This poem is in honor of my childhood hero, and perhaps the most important character in the entire Star Wars canon--Princess Leia. As a child, Princess Leia was my first hero and the first woman I remember seeing on TV and thinking "I want to be like her." I am twenty-four years old and I still want to be like her.
Dedicated to Carrie Fisher, with all the love and admiration in the world.
--
She was born on an asteroid.
A baby girl no bigger than the length of an arm
A real star child, you know.
Pink skin and hands smaller than a shuura
With a destiny so big it could ring the galaxy
Six times
In twelve parsecs.
She was a princess, too.
The jewel of Alderaan.
A real diplomat, filled to the brim
With her mother’s blood.
Pink in the cheeks with one hand
outstretched--the whole of the universe
Spilling from her child palm.
Living proof of her father’s choice.
The violence of great men is always a choice.

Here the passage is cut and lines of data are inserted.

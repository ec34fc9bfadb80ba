use axum::extract::State;
use axum::extract::rejection::JsonRejection;
use axum::http::StatusCode;
use axum::{Json, Router, middleware, response::IntoResponse, routing::post};

use crate::model::ResourceType;
use crate::model::entity::{Attempt, AttemptAnswerRow};
use crate::web::dto::attempts::{AttemptQuestionResponse, AttemptResponse, AttemptsQuery};
use crate::web::error::ErrorResponse;
use crate::web::{AppState, WebError, WebResult, middlewares};

pub fn routes<S>(state: AppState) -> Router<S> {
    Router::new()
        .route("/", post(attempts_query_handler))
        .layer(middleware::from_fn(middlewares::require_token_fn))
        .with_state(state)
}

// TODO: validate the answer extraction against a production dump; the
// summary shape is settled but qtype-specific answer records may differ.
#[utoipa::path(
    post,
    path = "/api/v1/attempts/",
    description = "List the attempts made against the given quizzes, with per-question results",
    request_body = AttemptsQuery,
    responses(
        (status = 200, description = "Attempts per quiz, in storage order", body = Vec<AttemptResponse>),
        (status = 400, description = "Request body does not match the declared shape", body = ErrorResponse),
        (status = 401, description = "Missing or invalid service token", body = ErrorResponse),
        (status = 500, description = "Internal server error", body = ErrorResponse),
    ),
    security(
        ("bearer" = [])
    ),
    tag = "attempts"
)]
pub async fn attempts_query_handler(
    State(state): State<AppState>,
    payload: Result<Json<AttemptsQuery>, JsonRejection>,
) -> WebResult<impl IntoResponse> {
    let Json(query) = payload.map_err(WebError::schema_violation)?;
    let mm = state.pool();

    let mut out: Vec<AttemptResponse> = Vec::new();
    for quiz_id in &query.quizids {
        let attempts = Attempt::all_by_quiz(mm, *quiz_id)
            .await
            .map_err(|e| WebError::resource_fetch_error(ResourceType::Attempt, e))?;

        let attempt_ids: Vec<i64> = attempts.iter().map(|a| a.id()).collect();
        let answers = AttemptAnswerRow::all_by_attempts(mm, &attempt_ids)
            .await
            .map_err(|e| WebError::resource_fetch_error(ResourceType::Attempt, e))?;

        for attempt in attempts {
            let questions: Vec<AttemptQuestionResponse> = answers
                .iter()
                .filter(|row| row.attempt_id == attempt.id())
                .map(AttemptQuestionResponse::from)
                .collect();
            out.push(AttemptResponse::from_parts(attempt, questions));
        }
    }

    Ok((StatusCode::OK, Json(out)))
}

They don’t call her a war hero.
But that’s what she was--poised and dignified
Watching planets disintegrate into particles
With her chin tipped towards the stars.
Reaching out into the systems--
“Help me” she says, “You’re my only hope.”
And yet--
Who stands tall in the shadow of
The Empire?
Who raised the armies against
The First Order?
And collected the pieces of the galaxy
Like glass into her arms?
The mosaic of all that could be, and should, too.
She, a queen amongst men,
Who held fast
against the bleak entrails of her
Own father’s corruption.
Her brother’s insecurity.
Her husband’s inconstant yearnings.
Who is the mother of the universe?
Who is the movement of the force?
The menstrual bloom of time, and space?
The blossom of the feminine, the strong.
Her red heart melting as the cosmos shift
Inside her pink skin--
Another violent man making the wrong decisions.
But from that dust,
She rises.
And with her blood,
She binds.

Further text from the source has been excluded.